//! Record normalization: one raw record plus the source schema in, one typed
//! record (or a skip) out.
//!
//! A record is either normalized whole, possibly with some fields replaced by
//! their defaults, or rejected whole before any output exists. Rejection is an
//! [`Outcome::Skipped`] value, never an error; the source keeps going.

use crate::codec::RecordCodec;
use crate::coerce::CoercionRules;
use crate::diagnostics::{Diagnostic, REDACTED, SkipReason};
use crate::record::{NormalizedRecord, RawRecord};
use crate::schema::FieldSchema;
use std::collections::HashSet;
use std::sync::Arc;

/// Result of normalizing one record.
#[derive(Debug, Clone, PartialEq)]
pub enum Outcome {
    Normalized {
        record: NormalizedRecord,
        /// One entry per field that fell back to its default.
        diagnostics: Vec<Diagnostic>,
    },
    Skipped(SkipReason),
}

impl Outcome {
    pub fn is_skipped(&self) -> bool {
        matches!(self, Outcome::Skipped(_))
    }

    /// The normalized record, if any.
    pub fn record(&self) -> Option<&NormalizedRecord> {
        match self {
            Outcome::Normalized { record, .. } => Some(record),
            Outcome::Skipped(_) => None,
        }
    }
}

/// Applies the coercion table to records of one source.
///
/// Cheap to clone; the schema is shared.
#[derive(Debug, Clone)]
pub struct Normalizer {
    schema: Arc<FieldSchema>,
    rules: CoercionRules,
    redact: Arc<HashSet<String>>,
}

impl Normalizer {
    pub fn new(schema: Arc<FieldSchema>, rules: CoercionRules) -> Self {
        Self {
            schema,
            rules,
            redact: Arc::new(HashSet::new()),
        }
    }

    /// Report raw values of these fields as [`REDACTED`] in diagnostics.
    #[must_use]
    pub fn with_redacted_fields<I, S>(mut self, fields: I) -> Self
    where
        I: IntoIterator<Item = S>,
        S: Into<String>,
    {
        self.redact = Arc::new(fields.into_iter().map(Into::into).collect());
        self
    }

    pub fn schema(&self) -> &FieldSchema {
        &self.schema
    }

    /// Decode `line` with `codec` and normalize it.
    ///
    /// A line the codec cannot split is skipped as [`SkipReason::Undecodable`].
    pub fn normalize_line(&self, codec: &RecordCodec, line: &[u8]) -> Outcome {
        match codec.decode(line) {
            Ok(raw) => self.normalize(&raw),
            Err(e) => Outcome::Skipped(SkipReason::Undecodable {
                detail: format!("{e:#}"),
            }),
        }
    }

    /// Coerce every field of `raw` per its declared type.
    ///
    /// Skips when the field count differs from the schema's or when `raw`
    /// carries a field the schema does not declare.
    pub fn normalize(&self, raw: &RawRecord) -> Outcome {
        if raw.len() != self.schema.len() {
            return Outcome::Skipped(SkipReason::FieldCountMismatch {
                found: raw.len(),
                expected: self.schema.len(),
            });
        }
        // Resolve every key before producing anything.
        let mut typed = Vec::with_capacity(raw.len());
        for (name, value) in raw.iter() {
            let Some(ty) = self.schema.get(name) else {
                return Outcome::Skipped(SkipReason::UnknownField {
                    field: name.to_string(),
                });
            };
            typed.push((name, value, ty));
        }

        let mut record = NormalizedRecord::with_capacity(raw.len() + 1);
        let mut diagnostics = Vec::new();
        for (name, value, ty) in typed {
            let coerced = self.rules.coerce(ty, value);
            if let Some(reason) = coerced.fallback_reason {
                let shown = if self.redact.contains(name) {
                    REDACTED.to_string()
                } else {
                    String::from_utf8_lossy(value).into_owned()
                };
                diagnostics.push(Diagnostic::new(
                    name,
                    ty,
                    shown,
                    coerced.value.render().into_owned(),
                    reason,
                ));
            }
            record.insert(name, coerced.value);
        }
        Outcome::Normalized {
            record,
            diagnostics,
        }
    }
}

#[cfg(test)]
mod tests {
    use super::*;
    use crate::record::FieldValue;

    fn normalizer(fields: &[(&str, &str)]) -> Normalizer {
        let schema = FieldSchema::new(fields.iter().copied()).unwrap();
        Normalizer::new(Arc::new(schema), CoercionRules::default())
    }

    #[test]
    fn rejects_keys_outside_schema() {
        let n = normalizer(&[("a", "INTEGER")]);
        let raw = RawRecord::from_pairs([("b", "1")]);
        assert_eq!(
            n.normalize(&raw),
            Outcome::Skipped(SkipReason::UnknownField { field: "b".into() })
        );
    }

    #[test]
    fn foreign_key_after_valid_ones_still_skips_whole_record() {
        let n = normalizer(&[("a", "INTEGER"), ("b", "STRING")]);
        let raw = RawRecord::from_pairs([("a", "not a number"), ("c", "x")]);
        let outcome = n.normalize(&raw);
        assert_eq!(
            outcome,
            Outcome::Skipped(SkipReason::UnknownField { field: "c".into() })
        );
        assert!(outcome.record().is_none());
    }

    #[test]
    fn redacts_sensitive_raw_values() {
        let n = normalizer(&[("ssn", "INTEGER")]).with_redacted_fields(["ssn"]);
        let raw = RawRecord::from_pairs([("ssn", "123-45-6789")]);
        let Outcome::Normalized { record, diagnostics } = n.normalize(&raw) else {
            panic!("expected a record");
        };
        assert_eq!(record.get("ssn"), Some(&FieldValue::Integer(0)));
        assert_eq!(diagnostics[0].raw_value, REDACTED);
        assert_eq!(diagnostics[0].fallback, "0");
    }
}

* * * * * * *

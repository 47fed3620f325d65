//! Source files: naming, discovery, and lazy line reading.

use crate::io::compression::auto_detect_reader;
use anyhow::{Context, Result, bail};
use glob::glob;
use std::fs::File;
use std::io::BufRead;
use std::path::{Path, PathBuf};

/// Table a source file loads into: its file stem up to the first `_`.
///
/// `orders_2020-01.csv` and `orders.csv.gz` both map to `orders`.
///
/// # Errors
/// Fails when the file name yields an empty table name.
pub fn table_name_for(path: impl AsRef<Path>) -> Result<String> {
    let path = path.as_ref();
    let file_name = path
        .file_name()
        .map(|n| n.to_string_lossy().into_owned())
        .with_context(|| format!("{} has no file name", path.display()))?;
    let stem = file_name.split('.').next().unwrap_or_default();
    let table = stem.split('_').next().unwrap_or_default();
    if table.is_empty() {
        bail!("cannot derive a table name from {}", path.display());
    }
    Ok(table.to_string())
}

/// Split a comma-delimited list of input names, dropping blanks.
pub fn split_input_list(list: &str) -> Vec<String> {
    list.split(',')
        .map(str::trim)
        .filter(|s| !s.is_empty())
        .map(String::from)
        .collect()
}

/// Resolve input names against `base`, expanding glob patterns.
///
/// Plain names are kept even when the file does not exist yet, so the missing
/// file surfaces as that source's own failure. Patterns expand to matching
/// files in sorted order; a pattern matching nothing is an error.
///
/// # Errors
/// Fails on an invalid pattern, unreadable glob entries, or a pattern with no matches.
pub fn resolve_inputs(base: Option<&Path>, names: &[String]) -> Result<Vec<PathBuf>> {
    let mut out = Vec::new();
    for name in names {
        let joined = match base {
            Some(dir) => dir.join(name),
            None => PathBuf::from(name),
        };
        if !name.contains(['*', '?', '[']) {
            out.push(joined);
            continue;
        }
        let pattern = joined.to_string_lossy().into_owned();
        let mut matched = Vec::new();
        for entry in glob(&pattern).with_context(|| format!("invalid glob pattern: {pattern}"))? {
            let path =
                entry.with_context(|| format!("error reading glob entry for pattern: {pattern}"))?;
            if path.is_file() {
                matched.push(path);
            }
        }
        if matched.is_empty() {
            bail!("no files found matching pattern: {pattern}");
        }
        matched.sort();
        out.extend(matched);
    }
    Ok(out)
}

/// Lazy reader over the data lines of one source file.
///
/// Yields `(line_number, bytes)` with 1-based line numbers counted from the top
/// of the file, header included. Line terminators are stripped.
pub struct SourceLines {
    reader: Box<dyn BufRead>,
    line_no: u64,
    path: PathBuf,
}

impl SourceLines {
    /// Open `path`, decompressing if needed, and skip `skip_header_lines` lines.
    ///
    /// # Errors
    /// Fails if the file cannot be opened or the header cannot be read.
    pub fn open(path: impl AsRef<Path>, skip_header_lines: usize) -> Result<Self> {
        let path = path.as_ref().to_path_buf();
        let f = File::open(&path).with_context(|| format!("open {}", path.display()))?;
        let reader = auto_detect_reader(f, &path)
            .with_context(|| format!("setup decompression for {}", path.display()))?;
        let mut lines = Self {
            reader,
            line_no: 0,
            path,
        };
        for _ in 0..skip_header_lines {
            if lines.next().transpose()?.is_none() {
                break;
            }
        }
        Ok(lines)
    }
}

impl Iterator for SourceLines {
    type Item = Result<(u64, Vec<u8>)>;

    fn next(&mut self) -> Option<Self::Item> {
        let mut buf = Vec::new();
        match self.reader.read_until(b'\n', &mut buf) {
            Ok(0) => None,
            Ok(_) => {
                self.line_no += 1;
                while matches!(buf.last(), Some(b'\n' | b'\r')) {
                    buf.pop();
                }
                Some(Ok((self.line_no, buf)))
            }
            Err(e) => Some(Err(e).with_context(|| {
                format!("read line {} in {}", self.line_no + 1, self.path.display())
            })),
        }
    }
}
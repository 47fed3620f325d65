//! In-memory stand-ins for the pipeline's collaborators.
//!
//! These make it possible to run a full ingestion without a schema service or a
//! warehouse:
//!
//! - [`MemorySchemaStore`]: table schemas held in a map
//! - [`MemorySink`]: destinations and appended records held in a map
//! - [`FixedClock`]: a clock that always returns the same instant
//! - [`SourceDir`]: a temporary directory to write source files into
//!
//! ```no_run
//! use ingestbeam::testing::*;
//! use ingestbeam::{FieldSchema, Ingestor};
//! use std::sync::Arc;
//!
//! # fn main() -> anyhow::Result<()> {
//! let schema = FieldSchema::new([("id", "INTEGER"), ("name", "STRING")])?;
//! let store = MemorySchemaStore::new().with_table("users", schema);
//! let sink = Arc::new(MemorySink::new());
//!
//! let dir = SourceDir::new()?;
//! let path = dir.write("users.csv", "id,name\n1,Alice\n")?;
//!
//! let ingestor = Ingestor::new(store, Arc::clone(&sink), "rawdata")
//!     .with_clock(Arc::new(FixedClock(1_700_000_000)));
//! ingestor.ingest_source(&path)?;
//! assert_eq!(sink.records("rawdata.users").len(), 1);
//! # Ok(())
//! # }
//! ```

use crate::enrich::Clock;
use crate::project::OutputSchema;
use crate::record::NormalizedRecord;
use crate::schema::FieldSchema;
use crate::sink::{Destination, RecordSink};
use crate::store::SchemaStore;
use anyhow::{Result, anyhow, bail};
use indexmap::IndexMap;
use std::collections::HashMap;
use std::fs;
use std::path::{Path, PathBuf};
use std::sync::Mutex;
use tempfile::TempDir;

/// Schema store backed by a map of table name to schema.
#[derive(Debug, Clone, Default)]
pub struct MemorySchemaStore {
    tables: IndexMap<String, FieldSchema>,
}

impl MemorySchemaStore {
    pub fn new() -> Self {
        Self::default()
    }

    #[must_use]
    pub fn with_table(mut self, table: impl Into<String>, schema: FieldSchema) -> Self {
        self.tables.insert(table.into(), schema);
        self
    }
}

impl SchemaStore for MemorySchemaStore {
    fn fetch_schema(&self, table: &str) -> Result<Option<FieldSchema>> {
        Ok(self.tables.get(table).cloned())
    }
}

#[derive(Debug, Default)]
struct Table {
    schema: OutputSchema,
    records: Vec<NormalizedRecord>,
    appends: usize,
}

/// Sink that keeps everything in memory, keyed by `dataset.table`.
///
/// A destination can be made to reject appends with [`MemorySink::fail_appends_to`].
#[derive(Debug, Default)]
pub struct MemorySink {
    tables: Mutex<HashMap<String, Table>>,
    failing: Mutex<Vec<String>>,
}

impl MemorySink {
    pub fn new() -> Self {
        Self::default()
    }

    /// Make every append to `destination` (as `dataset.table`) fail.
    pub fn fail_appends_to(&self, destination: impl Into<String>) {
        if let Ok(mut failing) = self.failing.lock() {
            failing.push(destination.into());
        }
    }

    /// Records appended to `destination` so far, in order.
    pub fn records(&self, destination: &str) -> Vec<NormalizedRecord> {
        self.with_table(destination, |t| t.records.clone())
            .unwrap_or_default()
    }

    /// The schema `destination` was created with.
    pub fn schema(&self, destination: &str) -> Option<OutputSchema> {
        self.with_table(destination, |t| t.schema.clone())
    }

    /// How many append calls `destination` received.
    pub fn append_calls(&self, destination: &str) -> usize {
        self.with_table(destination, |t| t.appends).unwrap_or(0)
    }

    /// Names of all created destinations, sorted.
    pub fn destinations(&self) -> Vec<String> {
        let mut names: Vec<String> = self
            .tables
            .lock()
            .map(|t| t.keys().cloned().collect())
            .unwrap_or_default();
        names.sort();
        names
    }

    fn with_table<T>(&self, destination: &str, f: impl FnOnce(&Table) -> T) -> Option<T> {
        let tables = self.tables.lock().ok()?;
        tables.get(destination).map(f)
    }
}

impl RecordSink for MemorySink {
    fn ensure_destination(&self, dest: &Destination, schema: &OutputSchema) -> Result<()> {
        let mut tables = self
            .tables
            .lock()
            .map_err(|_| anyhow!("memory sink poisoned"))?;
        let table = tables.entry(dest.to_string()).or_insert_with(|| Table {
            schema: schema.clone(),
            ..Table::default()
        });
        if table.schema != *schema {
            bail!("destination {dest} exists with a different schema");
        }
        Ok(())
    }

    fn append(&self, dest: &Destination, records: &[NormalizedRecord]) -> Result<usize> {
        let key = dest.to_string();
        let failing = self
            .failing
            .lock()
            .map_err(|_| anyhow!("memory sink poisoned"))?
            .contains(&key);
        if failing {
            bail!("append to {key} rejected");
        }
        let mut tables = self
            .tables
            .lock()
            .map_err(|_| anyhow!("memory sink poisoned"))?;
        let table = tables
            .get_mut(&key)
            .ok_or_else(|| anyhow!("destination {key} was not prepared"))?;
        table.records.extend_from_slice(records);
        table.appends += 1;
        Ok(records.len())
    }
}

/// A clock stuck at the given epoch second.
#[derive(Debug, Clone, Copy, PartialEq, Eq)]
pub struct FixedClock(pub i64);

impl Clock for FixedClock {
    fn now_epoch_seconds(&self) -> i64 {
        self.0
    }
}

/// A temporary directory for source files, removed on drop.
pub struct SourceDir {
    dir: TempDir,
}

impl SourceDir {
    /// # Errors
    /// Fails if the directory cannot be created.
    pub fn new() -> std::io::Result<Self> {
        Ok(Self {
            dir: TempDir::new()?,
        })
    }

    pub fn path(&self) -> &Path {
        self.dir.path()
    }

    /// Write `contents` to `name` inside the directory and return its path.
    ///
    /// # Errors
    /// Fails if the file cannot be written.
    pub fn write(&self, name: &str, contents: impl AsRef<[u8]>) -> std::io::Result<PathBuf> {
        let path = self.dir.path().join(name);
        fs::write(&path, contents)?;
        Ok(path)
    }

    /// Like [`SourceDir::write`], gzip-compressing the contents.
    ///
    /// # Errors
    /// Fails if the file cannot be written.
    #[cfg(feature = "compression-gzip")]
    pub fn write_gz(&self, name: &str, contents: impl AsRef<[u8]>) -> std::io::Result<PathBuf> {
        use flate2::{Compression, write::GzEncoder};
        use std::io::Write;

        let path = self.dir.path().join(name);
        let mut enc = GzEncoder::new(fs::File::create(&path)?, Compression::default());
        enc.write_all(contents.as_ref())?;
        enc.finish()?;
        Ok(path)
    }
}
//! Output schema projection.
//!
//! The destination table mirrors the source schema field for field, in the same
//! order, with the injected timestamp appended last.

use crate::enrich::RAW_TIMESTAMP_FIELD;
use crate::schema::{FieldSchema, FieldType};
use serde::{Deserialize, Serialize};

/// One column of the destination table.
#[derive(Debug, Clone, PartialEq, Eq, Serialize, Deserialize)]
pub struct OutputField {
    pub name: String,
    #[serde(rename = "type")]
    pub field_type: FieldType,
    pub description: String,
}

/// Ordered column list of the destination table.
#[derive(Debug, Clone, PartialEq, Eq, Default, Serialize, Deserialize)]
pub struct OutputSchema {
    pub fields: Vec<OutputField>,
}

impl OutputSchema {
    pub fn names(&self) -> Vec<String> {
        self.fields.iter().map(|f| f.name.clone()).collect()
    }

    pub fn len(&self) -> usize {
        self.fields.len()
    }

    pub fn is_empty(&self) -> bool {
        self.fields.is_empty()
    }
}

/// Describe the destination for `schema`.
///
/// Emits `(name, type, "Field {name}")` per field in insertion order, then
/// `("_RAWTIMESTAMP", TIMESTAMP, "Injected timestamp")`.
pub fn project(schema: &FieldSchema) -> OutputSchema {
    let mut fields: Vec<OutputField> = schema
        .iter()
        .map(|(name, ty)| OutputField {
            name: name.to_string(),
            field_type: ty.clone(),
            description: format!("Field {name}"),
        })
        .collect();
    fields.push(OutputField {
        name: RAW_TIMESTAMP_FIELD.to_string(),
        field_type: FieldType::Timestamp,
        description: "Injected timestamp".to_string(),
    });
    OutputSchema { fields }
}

* * * * * * *

■ TASK
Please, from the material above, copy only the lines from the line with "in, one typed" up to and including the line with "Rejection is an", exactly as written.

■ SOLUTION TO THIS PROBLEM
//! Record normalization: one raw record plus the source schema in, one typed
//! record (or a skip) out.
//!
//! A record is either normalized whole, possibly with some fields replaced by
//! their defaults, or rejected whole before any output exists. Rejection is an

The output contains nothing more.